Dataset records below:
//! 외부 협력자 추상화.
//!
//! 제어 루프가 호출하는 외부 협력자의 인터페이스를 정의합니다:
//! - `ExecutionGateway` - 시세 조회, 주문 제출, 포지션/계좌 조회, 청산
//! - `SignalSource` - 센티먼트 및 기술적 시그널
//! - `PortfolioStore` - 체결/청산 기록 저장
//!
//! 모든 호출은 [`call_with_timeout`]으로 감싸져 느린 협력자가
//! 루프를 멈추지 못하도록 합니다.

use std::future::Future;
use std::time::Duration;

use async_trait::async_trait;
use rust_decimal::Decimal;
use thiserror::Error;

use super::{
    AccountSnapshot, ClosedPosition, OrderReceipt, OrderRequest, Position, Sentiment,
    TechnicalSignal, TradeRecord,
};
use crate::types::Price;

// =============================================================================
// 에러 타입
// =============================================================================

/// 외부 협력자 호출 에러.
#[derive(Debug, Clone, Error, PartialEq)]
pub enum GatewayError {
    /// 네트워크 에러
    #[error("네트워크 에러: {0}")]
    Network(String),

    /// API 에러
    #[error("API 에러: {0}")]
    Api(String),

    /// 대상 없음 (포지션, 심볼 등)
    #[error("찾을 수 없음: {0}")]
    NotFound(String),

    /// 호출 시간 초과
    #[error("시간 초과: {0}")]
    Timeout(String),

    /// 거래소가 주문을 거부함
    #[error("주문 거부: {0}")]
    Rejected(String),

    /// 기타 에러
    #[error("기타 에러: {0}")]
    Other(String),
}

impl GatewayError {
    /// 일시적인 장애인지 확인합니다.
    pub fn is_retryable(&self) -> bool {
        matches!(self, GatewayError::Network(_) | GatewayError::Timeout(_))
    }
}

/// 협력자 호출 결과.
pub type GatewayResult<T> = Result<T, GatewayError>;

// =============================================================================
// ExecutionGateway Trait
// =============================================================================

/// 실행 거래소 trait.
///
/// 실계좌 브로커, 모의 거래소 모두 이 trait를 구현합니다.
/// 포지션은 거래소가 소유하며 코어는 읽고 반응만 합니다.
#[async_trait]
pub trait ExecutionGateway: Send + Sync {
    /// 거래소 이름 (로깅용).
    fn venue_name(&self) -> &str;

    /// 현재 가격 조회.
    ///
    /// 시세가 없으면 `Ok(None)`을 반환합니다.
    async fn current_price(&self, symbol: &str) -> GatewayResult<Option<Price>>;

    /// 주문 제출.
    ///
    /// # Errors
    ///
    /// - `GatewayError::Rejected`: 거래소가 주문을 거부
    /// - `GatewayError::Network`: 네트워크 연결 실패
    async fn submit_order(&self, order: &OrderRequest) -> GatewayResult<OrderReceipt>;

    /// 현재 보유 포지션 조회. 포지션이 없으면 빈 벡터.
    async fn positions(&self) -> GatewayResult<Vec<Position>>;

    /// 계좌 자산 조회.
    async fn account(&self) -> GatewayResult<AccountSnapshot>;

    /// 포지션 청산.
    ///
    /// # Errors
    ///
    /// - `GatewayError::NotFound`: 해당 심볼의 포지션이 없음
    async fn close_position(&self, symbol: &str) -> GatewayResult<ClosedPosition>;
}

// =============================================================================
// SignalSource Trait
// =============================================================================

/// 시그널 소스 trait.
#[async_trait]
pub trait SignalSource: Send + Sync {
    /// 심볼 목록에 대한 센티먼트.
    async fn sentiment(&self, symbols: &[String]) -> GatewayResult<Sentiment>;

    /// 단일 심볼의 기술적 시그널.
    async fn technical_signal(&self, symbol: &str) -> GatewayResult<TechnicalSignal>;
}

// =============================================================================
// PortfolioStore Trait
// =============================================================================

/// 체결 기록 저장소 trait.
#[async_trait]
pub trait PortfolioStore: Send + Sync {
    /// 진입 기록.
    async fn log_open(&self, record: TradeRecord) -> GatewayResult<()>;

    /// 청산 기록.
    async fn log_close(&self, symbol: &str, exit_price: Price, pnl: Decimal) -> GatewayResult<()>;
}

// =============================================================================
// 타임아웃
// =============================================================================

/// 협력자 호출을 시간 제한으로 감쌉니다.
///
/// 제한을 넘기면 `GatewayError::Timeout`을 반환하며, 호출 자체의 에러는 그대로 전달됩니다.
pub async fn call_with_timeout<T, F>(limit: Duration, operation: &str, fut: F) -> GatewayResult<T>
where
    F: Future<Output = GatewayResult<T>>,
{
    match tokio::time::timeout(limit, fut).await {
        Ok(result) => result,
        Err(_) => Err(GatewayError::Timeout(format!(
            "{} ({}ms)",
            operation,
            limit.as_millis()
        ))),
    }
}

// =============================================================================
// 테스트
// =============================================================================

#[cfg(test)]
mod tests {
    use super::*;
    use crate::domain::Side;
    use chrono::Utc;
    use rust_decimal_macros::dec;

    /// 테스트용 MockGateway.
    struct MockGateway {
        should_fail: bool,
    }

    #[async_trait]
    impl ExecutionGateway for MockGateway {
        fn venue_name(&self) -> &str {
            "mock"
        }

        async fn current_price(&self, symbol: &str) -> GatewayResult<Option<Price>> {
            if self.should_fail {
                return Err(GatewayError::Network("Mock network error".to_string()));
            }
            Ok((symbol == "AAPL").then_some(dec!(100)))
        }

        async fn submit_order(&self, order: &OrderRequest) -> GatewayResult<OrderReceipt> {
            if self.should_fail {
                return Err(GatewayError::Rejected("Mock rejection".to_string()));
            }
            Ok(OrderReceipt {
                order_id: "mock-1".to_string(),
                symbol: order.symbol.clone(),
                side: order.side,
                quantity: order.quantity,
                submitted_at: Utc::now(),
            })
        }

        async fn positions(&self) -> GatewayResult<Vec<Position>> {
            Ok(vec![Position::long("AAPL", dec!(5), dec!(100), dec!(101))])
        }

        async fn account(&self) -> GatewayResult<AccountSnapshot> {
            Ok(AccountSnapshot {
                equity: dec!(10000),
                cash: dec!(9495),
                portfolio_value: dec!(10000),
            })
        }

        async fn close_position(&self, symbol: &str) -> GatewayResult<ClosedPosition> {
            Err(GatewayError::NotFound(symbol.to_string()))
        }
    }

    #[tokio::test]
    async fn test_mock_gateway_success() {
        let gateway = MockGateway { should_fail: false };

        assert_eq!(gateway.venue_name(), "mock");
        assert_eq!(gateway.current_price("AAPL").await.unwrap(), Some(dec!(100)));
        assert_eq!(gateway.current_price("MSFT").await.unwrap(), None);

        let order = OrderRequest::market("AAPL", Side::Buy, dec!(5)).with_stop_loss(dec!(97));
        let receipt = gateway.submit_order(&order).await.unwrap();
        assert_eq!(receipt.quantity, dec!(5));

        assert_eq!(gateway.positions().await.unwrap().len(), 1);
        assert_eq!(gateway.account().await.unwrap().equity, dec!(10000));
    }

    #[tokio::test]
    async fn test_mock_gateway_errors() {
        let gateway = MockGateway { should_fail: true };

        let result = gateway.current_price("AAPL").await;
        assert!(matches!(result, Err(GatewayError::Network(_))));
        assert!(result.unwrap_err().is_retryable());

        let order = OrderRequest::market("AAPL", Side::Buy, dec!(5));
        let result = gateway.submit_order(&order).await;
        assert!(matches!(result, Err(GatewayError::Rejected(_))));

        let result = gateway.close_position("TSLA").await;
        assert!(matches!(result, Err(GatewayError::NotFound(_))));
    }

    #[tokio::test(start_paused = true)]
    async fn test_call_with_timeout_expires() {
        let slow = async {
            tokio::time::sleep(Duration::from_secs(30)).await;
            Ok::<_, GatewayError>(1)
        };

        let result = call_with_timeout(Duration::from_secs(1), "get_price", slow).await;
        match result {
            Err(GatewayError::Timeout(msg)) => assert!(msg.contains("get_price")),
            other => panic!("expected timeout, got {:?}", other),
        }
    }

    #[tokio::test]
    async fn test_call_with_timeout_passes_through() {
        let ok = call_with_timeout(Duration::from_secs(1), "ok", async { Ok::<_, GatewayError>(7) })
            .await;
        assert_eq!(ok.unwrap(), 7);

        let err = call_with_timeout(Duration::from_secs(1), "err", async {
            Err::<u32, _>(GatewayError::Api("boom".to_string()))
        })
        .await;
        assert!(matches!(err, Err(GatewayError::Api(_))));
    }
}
End of Dataset records.
Your task is to collect every line above that contains the word "ExecutionGateway".

◆ Exercise output ◆
//! - `ExecutionGateway` - 시세 조회, 주문 제출, 포지션/계좌 조회, 청산
// ExecutionGateway Trait
pub trait ExecutionGateway: Send + Sync {
    impl ExecutionGateway for MockGateway {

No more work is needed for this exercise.